Tribunal Administratif de VERSAILLES — Décision N° TA78-2406297

jeudi 18 septembre 2025

JuridictionTribunal Administratif de VERSAILLES
SectionTribunal Administratif de VERSAILLES
N° DossierTA78-2406297
TypeDécision
RecoursExcès de pouvoir
Formation6ème chambre
Avocat requérantMALIK

Résumé IA

Le Tribunal administratif de Versailles a rejeté la requête de M. B, qui contestait le refus de l'OFPRA de lui reconnaître le statut d'apatride. Le tribunal a d'abord jugé irrecevables les conclusions de M. B demandant l'octroi direct du statut, cette compétence relevant exclusivement de l'OFPRA. Sur le fond, il a estimé que la décision de l'OFPRA était suffisamment motivée et que M. B n'apportait pas la preuve qu'aucun État ne le considérait comme son ressortissant, au sens de l'article 1er de la convention de New York de 1954 et de l'article L. 582-1 du code de l'entrée et du séjour des étrangers et du droit d'asile.

Texte intégral

Vu la procédure suivante :

Par une requête, enregistrée le 21 juillet 2024, M. A B, représenté par Me Malik, demande au tribunal :

1°) à titre principal, d'annuler la décision du 27 mai 2024 par laquelle le directeur général de l'Office français de protection des réfugiés et apatrides (OFPRA) a rejeté sa demande de reconnaissance du statut d'apatride ;

2°) de lui accorder le statut d'apatride ;

3°) à titre subsidiaire, d'enjoindre au directeur général de l'Office français de protection des réfugiés et apatrides de lui accorder le statut d'apatride dans un délai d'un mois à compter de la notification du jugement à intervenir, sous astreinte de 50 euros par jour de retard ;

4°) à titre infiniment subsidiaire, d'enjoindre au directeur général de l'Office français de protection des réfugiés et apatrides de réexaminer sa demande dans un délai d'un mois à compter de la notification du jugement à intervenir, sous astreinte de 50 euros par jour de retard et de lui délivrer une autorisation provisoire de séjour l'autorisant à travailler dans l'attente de ce réexamen ;

5°) de mettre à la charge de l'Etat la somme de 1 200 euros à lui verser sur le fondement de l'article L. 761-1 du code de justice administrative.

Il soutient que :

- la décision attaquée est entachée d'un défaut de motivation ;

- elle est entachée d'une erreur d'appréciation au regard de l'article L. 582-1 du code de l'entrée et du séjour des étrangers et du droit d'asile et de l'article 1er de la convention relative au statut des apatrides, signée à New York le 28 septembre 1954.
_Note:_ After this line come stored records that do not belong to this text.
//! Sprite cache.
//!
//! The only state the renderer reads besides its explicit inputs. Entries
//! are requested once, resolved by the host loader, and never required for
//! a complete frame: a sprite that is not `Ready` is drawn as primitives.
//! The cache lives for one session and is dropped on leave.

use std::collections::{BTreeSet, HashMap};

use frost_shared::render::SpriteKey;
use tracing::{debug, warn};

#[derive(Debug, Clone, Copy, PartialEq, Eq)]
pub enum AssetState {
    /// Requested, load in flight.
    Pending,
    Ready,
    /// Load failed; stays on the primitive fallback for the session.
    Failed,
}

#[derive(Debug, Default)]
pub struct AssetCache {
    entries: HashMap<SpriteKey, AssetState>,
    /// Requested keys not yet handed to the loader.
    outbox: BTreeSet<SpriteKey>,
}

impl AssetCache {
    pub fn new() -> Self {
        Self::default()
    }

    pub fn state(&self, key: SpriteKey) -> Option<AssetState> {
        self.entries.get(&key).copied()
    }

    pub fn is_ready(&self, key: SpriteKey) -> bool {
        self.state(key) == Some(AssetState::Ready)
    }

    /// Queues a load the first time `key` is seen. Returns whether it was new.
    pub fn request(&mut self, key: SpriteKey) -> bool {
        if self.entries.contains_key(&key) {
            return false;
        }
        self.entries.insert(key, AssetState::Pending);
        self.outbox.insert(key);
        true
    }

    /// Keys the host should start loading, in stable order.
    pub fn take_requests(&mut self) -> Vec<SpriteKey> {
        std::mem::take(&mut self.outbox).into_iter().collect()
    }

    /// Records a finished load. Keys this cache never requested are ignored,
    /// so a load that outlives its session cannot leak into the next one.
    pub fn mark_loaded(&mut self, key: SpriteKey) {
        if self.resolve(key, AssetState::Ready) {
            debug!(sprite = ?key, "Sprite ready");
        }
    }

    pub fn mark_failed(&mut self, key: SpriteKey) {
        if self.resolve(key, AssetState::Failed) {
            warn!(sprite = ?key, path = %key.path(), "Sprite failed to load; keeping fallback");
        }
    }

    fn resolve(&mut self, key: SpriteKey, state: AssetState) -> bool {
        match self.entries.get_mut(&key) {
            Some(entry @ AssetState::Pending) => {
                *entry = state;
                true
            }
            _ => {
                debug!(sprite = ?key, "Ignoring result for a sprite this cache did not request");
                false
            }
        }
    }

    pub fn ready_count(&self) -> usize {
        self.entries
            .values()
            .filter(|s| **s == AssetState::Ready)
            .count()
    }

    pub fn len(&self) -> usize {
        self.entries.len()
    }

    pub fn is_empty(&self) -> bool {
        self.entries.is_empty()
    }
}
Par un mémoire en défense, enregistré le 14 février 2025, le directeur général de l'Office français de protection des réfugiés et apatrides conclut au rejet de la requête.
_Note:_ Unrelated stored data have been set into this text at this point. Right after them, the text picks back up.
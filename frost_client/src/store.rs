//! Entity snapshot store.
//!
//! Holds exactly one contribution per channel:
//! - room channel: [`RoomMeta`] + roster (names, colors, scores, ready, team)
//! - world channel: [`WorldState`] (extent, every entity collection, player
//!   kinematics)
//!
//! The renderer reads players through [`EntityStore::players`], which joins
//! the two: kinematics from the world record, roster fields from the roster
//! record. Each half of a [`PlayerView`] therefore comes from a single
//! message.

use std::collections::HashMap;

use chrono::{DateTime, Utc};
use frost_shared::{
    color::PlayerColor,
    math::Vec2,
    net::{Decoration, Gift, Hazard, Monster, MonsterProjectile, Projectile, Trail, Wall},
    round::{RoomStatus, RoundContext, RoundType},
};

/// World extent used until a message says otherwise.
pub const DEFAULT_WORLD_WIDTH: f64 = 960.0;
pub const DEFAULT_WORLD_HEIGHT: f64 = 540.0;

/// Room metadata from the latest room-channel message (or world header).
#[derive(Debug, Clone, PartialEq, Default)]
pub struct RoomMeta {
    pub code: String,
    pub status: RoomStatus,
    pub current_round: u32,
    pub max_rounds: u32,
    pub round_type: RoundType,
    /// Unix seconds; 0 while no timer runs.
    pub round_ends_at: f64,
    pub host_id: String,
}

impl RoomMeta {
    pub fn round_context(&self) -> RoundContext {
        RoundContext::new(self.status, self.round_type)
    }

    /// Seconds left on the round timer at wall-clock `now`. Recomputed on
    /// demand, so every room update corrects it.
    pub fn seconds_remaining(&self, now: DateTime<Utc>) -> f64 {
        if self.status != RoomStatus::InRound || self.round_ends_at <= 0.0 {
            return 0.0;
        }
        let now_secs = now.timestamp_millis() as f64 / 1000.0;
        (self.round_ends_at - now_secs).max(0.0)
    }

    pub fn is_host(&self, player_id: &str) -> bool {
        !self.host_id.is_empty() && self.host_id == player_id
    }
}

/// Roster fields for one player, owned by the room channel.
#[derive(Debug, Clone, PartialEq)]
pub struct RosterEntry {
    pub id: String,
    pub name: String,
    pub color: PlayerColor,
    pub team: u8,
    pub score: i64,
    pub round_score: i64,
    pub ready: bool,
}

/// Player record as carried by the world (or placeholder) snapshot.
///
/// The roster-like fields here are only used for players the roster does
/// not know yet.
#[derive(Debug, Clone, PartialEq)]
pub struct PlayerBody {
    pub id: String,
    pub name: String,
    pub color: PlayerColor,
    pub team: u8,
    pub score: i64,
    pub round_score: i64,
    pub pos: Vec2,
    pub facing: Vec2,
    pub moving: bool,
    pub alive: bool,
    pub has_light: bool,
    pub rings_left: u8,
}

/// Where the current player positions came from.
#[derive(Debug, Clone, Copy, PartialEq, Eq)]
pub enum PositionSource {
    /// Seeded from a room roster before any world snapshot arrived.
    Placeholder,
    /// Set by a world snapshot; room messages no longer touch positions.
    World,
}

#[derive(Debug, Clone, PartialEq)]
pub struct LightPickup {
    pub pos: Vec2,
    /// Player currently carrying the light.
    pub holder: Option<String>,
}

#[derive(Debug, Clone, PartialEq)]
pub struct HillZone {
    pub pos: Vec2,
    pub radius: f64,
    pub holder: Option<String>,
}

/// World-channel contribution.
#[derive(Debug, Clone, PartialEq)]
pub struct WorldState {
    pub width: f64,
    pub height: f64,
    pub source: PositionSource,
    pub players: Vec<PlayerBody>,
    pub projectiles: Vec<Projectile>,
    pub monster_projectiles: Vec<MonsterProjectile>,
    pub monsters: Vec<Monster>,
    pub decorations: Vec<Decoration>,
    pub hazards: Vec<Hazard>,
    pub gifts: Vec<Gift>,
    pub walls: Vec<Wall>,
    pub trails: Vec<Trail>,
    pub light: Option<LightPickup>,
    pub hill: Option<HillZone>,
}

impl WorldState {
    /// Empty world of the given extent.
    pub fn empty(width: f64, height: f64, source: PositionSource) -> Self {
        Self {
            width: sanitize_extent(width, DEFAULT_WORLD_WIDTH),
            height: sanitize_extent(height, DEFAULT_WORLD_HEIGHT),
            source,
            players: Vec::new(),
            projectiles: Vec::new(),
            monster_projectiles: Vec::new(),
            monsters: Vec::new(),
            decorations: Vec::new(),
            hazards: Vec::new(),
            gifts: Vec::new(),
            walls: Vec::new(),
            trails: Vec::new(),
            light: None,
            hill: None,
        }
    }

    pub fn extent(&self) -> Vec2 {
        Vec2::new(self.width, self.height)
    }

    /// Total number of drawable entities of every kind.
    pub fn entity_count(&self) -> usize {
        self.players.len()
            + self.projectiles.len()
            + self.monster_projectiles.len()
            + self.monsters.len()
            + self.decorations.len()
            + self.hazards.len()
            + self.gifts.len()
            + self.walls.len()
            + self.trails.len()
            + usize::from(self.light.is_some())
            + usize::from(self.hill.is_some())
    }
}

pub(crate) fn sanitize_extent(value: f64, fallback: f64) -> f64 {
    if value.is_finite() && value > 0.0 {
        value
    } else {
        fallback
    }
}

/// Player joined across both channels for one render pass.
#[derive(Debug, Clone, Copy, PartialEq)]
pub struct PlayerView<'a> {
    pub id: &'a str,
    pub name: &'a str,
    pub color: PlayerColor,
    pub team: u8,
    pub score: i64,
    pub round_score: i64,
    pub ready: bool,
    pub pos: Vec2,
    pub facing: Vec2,
    pub moving: bool,
    pub alive: bool,
    pub has_light: bool,
    pub rings_left: u8,
}

/// Latest known state of everything the client draws.
#[derive(Debug, Default, Clone)]
pub struct EntityStore {
    pub(crate) room: Option<RoomMeta>,
    pub(crate) roster: Vec<RosterEntry>,
    pub(crate) roster_index: HashMap<String, usize>,
    pub(crate) world: Option<WorldState>,
}

impl EntityStore {
    pub fn new() -> Self {
        Self::default()
    }

    /// Drops every entity; nothing survives a session boundary.
    pub fn clear(&mut self) {
        *self = Self::default();
    }

    pub fn is_empty(&self) -> bool {
        self.room.is_none() && self.world.is_none()
    }

    pub fn room(&self) -> Option<&RoomMeta> {
        self.room.as_ref()
    }

    pub fn world(&self) -> Option<&WorldState> {
        self.world.as_ref()
    }

    pub fn roster(&self) -> &[RosterEntry] {
        &self.roster
    }

    pub fn roster_entry(&self, id: &str) -> Option<&RosterEntry> {
        self.roster_index.get(id).and_then(|&i| self.roster.get(i))
    }

    /// True once a world snapshot (not a roster placeholder) set positions.
    pub fn has_world_positions(&self) -> bool {
        matches!(
            self.world.as_ref().map(|w| w.source),
            Some(PositionSource::World)
        )
    }

    pub fn round_context(&self) -> RoundContext {
        self.room
            .as_ref()
            .map(RoomMeta::round_context)
            .unwrap_or_default()
    }

    /// World extent, defaulting to 960×540 before any message.
    pub fn extent(&self) -> Vec2 {
        self.world
            .as_ref()
            .map(WorldState::extent)
            .unwrap_or(Vec2::new(DEFAULT_WORLD_WIDTH, DEFAULT_WORLD_HEIGHT))
    }

    /// Players in world-message order.
    pub fn players(&self) -> impl Iterator<Item = PlayerView<'_>> + '_ {
        self.world
            .iter()
            .flat_map(|w| w.players.iter())
            .map(move |body| self.join(body))
    }

    pub fn player(&self, id: &str) -> Option<PlayerView<'_>> {
        self.world
            .as_ref()?
            .players
            .iter()
            .find(|b| b.id == id)
            .map(|body| self.join(body))
    }

    fn join<'a>(&'a self, body: &'a PlayerBody) -> PlayerView<'a> {
        let kinematics = PlayerView {
            id: &body.id,
            name: &body.name,
            color: body.color,
            team: body.team,
            score: body.score,
            round_score: body.round_score,
            ready: false,
            pos: body.pos,
            facing: body.facing,
            moving: body.moving,
            alive: body.alive,
            has_light: body.has_light,
            rings_left: body.rings_left,
        };
        match self.roster_entry(&body.id) {
            Some(entry) => PlayerView {
                name: &entry.name,
                color: entry.color,
                team: entry.team,
                score: entry.score,
                round_score: entry.round_score,
                ready: entry.ready,
                ..kinematics
            },
            None => kinematics,
        }
    }
}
Il soutient que les moyens invoqués par le requérant ne sont pas fondés.

Par une ordonnance du 16 mai 2025, la clôture de l'instruction a été fixée au 2 juin 2025.

En application des dispositions de l'article R. 611-7 du code de justice administrative, les parties ont été informées, par courrier du 17 juillet 2025, que la solution du litige était susceptible d'être fondée, en partie, sur le moyen soulevé d'office tiré de l'irrecevabilité des conclusions présentées par M. B, tendant à ce que le tribunal administratif lui accorde le statut d'apatride dès lors qu'il appartient exclusivement à l'Office français de protection des réfugiés et apatrides, et non au juge administratif, d'accorder ou de refuser le statut d'apatride.
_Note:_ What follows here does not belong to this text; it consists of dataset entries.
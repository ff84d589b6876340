//! Cosmetic animation.
//!
//! Every function here is pure in `(t, id)`: no counters, no per-entity
//! state. Rendering the same store at the same clock value always yields
//! the same pose, however many frames were dropped or snapshots replaced
//! in between.

use std::f64::consts::TAU;

use frost_shared::math::{Rect, Vec2};

/// Stable 32-bit FNV-1a hash of an entity id.
pub fn phase_seed(id: &str) -> u32 {
    let mut hash: u32 = 0x811c_9dc5;
    for byte in id.bytes() {
        hash ^= u32::from(byte);
        hash = hash.wrapping_mul(0x0100_0193);
    }
    hash
}

/// Seed folded into a small float so it can offset a clock value without
/// swamping it.
pub fn phase_offset(id: &str) -> f64 {
    f64::from(phase_seed(id) % 1024)
}

/// Vertical bob for collectibles: `sin(t*3 + id) * amplitude`.
pub fn gift_bob(t: f64, id: u64, amplitude: f64) -> f64 {
    (t * 3.0 + id as f64).sin() * amplitude
}

/// Radians per id step, so neighbouring hazards don't spin in lockstep.
pub const SPIN_ID_STEP: f64 = 0.7;

/// Rotation for rolling hazards: `t*3 + id*const`.
pub fn hazard_spin(t: f64, id: u64) -> f64 {
    (t * 3.0 + id as f64 * SPIN_ID_STEP).rem_euclid(TAU)
}

/// Decoration sway angle in radians.
pub fn sway(t: f64, id: u64) -> f64 {
    (t * 1.5 + id as f64 * 0.9).sin() * 0.05
}

#[derive(Debug, Clone, Copy, PartialEq)]
pub struct MonsterPose {
    /// Vertical offset in world units.
    pub bob: f64,
    /// Tilt in radians.
    pub wobble: f64,
    /// Mirror horizontally (walking left).
    pub flip: bool,
}

pub fn monster_pose(t: f64, id: u64, dir_x: f64) -> MonsterPose {
    let phase = id as f64;
    MonsterPose {
        bob: (t * 4.0 + phase).sin() * 2.0,
        wobble: (t * 6.0 + phase * 1.3).sin() * 0.08,
        flip: dir_x < 0.0,
    }
}

/// Eight compass buckets, `y` grows downward (south).
#[derive(Debug, Clone, Copy, PartialEq, Eq, Hash)]
pub enum Direction8 {
    N,
    NE,
    E,
    SE,
    S,
    SW,
    W,
    NW,
}

impl Direction8 {
    /// Buckets a facing vector by sign and dominant axis. An axis counts as
    /// dominant when it is more than twice the other; otherwise the facing
    /// is diagonal. Zero facing reads as east.
    pub fn from_facing(facing: Vec2) -> Self {
        let (fx, fy) = (facing.x, facing.y);
        if !facing.is_finite() || (fx == 0.0 && fy == 0.0) {
            return Direction8::E;
        }
        let (ax, ay) = (fx.abs(), fy.abs());
        if ax > ay * 2.0 {
            return if fx > 0.0 { Direction8::E } else { Direction8::W };
        }
        if ay > ax * 2.0 {
            return if fy > 0.0 { Direction8::S } else { Direction8::N };
        }
        match (fx > 0.0, fy > 0.0) {
            (true, true) => Direction8::SE,
            (true, false) => Direction8::NE,
            (false, true) => Direction8::SW,
            (false, false) => Direction8::NW,
        }
    }

    /// Unit vector pointing in this direction.
    pub fn unit(self) -> Vec2 {
        const D: f64 = std::f64::consts::FRAC_1_SQRT_2;
        match self {
            Direction8::N => Vec2::new(0.0, -1.0),
            Direction8::NE => Vec2::new(D, -D),
            Direction8::E => Vec2::new(1.0, 0.0),
            Direction8::SE => Vec2::new(D, D),
            Direction8::S => Vec2::new(0.0, 1.0),
            Direction8::SW => Vec2::new(-D, D),
            Direction8::W => Vec2::new(-1.0, 0.0),
            Direction8::NW => Vec2::new(-D, -D),
        }
    }
}

/// Two-frame footstep cycle: `floor((t*8 + hash(id)) mod 2)`.
pub fn footstep_frame(t: f64, id: &str) -> u8 {
    let v = (t * 8.0 + phase_offset(id)).rem_euclid(2.0);
    if v < 1.0 {
        0
    } else {
        1
    }
}

/// Position and radius of weather particle `index` inside `area`.
///
/// `(seed*k1 + t*speed) mod dimension`, so nothing about a flake is stored.
pub fn snowflake(index: usize, t: f64, area: Rect) -> (Vec2, f64) {
    const K1: f64 = 97.31;
    const K2: f64 = 57.17;
    let seed = index as f64;
    let lane = index % 3;
    let fall_speed = 28.0 + 14.0 * lane as f64;
    let drift_speed = 9.0 + 4.0 * lane as f64;

    let w = area.w.max(1.0);
    let h = area.h.max(1.0);
    let x = area.x + (seed * K1 + t * drift_speed).rem_euclid(w);
    let y = area.y + (seed * K2 + t * fall_speed).rem_euclid(h);
    (Vec2::new(x, y), 1.2 + 0.6 * lane as f64)
}

/// Slow pulse in `[0, 1]` for rings and markers.
pub fn pulse(t: f64, speed: f64) -> f64 {
    0.5 + 0.5 * (t * speed).sin()
}

#[cfg(test)]
mod tests {
    use super::*;

    #[test]
    fn phase_seed_is_stable() {
        assert_eq!(phase_seed(""), 0x811c_9dc5);
        assert_eq!(phase_seed("abc"), phase_seed("abc"));
        assert_ne!(phase_seed("abc"), phase_seed("abd"));
    }

    #[test]
    fn direction_buckets() {
        assert_eq!(Direction8::from_facing(Vec2::new(1.0, 0.0)), Direction8::E);
        assert_eq!(Direction8::from_facing(Vec2::new(-1.0, 0.1)), Direction8::W);
        assert_eq!(Direction8::from_facing(Vec2::new(0.0, 1.0)), Direction8::S);
        assert_eq!(Direction8::from_facing(Vec2::new(0.2, -1.0)), Direction8::N);
        assert_eq!(Direction8::from_facing(Vec2::new(0.7, 0.7)), Direction8::SE);
        assert_eq!(Direction8::from_facing(Vec2::new(-0.7, -0.5)), Direction8::NW);
        assert_eq!(Direction8::from_facing(Vec2::ZERO), Direction8::E);
        assert_eq!(Direction8::from_facing(Vec2::new(f64::NAN, 1.0)), Direction8::E);
    }

    #[test]
    fn footsteps_alternate_every_eighth_second() {
        let id = "player-1";
        let a = footstep_frame(0.0, id);
        let b = footstep_frame(0.125, id);
        let c = footstep_frame(0.25, id);
        assert_ne!(a, b);
        assert_eq!(a, c);
    }

    #[test]
    fn animation_is_pure_in_time_and_id() {
        for t in [0.0, 0.5, 13.37, 1_000.25] {
            assert_eq!(gift_bob(t, 7, 3.0), gift_bob(t, 7, 3.0));
            assert_eq!(monster_pose(t, 4, -1.0), monster_pose(t, 4, -1.0));
            assert_eq!(snowflake(11, t, Rect::new(0.0, 0.0, 800.0, 450.0)),
                       snowflake(11, t, Rect::new(0.0, 0.0, 800.0, 450.0)));
        }
    }

    #[test]
    fn monster_flips_on_negative_heading() {
        assert!(monster_pose(1.0, 1, -0.3).flip);
        assert!(!monster_pose(1.0, 1, 0.3).flip);
    }

    #[test]
    fn snowflakes_stay_inside_area() {
        let area = Rect::new(-50.0, 100.0, 300.0, 200.0);
        for i in 0..64 {
            for t in [0.0, 1.0, 99.9] {
                let (p, r) = snowflake(i, t, area);
                assert!(area.contains(p), "flake {i} at {p:?}");
                assert!(r > 0.0);
            }
        }
    }

    #[test]
    fn spin_wraps() {
        let a = hazard_spin(1_000_000.0, 3);
        assert!((0.0..TAU).contains(&a));
    }
}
Vu les autres pièces du dossier.

Vu :

- la convention relative au statut des apatrides, signée à New York le 28 septembre 1954 ;

- le code civil ;

- le code de l'entrée et du séjour des étrangers et du droit d'asile ;

- le code de justice administrative.

Les parties ont été régulièrement averties du jour de l'audience.

Ont été entendus au cours de l'audience publique :

- les conclusions de M. Chavet, rapporteur public ;

- et le rapport de Mme Corthier.

Considérant ce qui suit :

1. Le 7 juin 2023, M. A B, né le 9 janvier 1958, de nationalité indienne, a présenté une demande d'admission au statut d'apatride auprès de l'Office français de protection des réfugiés et apatrides. Par une décision du 27 mai 2024, le directeur général de cet Office a rejeté sa demande. M. B demande au tribunal d'annuler cette décision.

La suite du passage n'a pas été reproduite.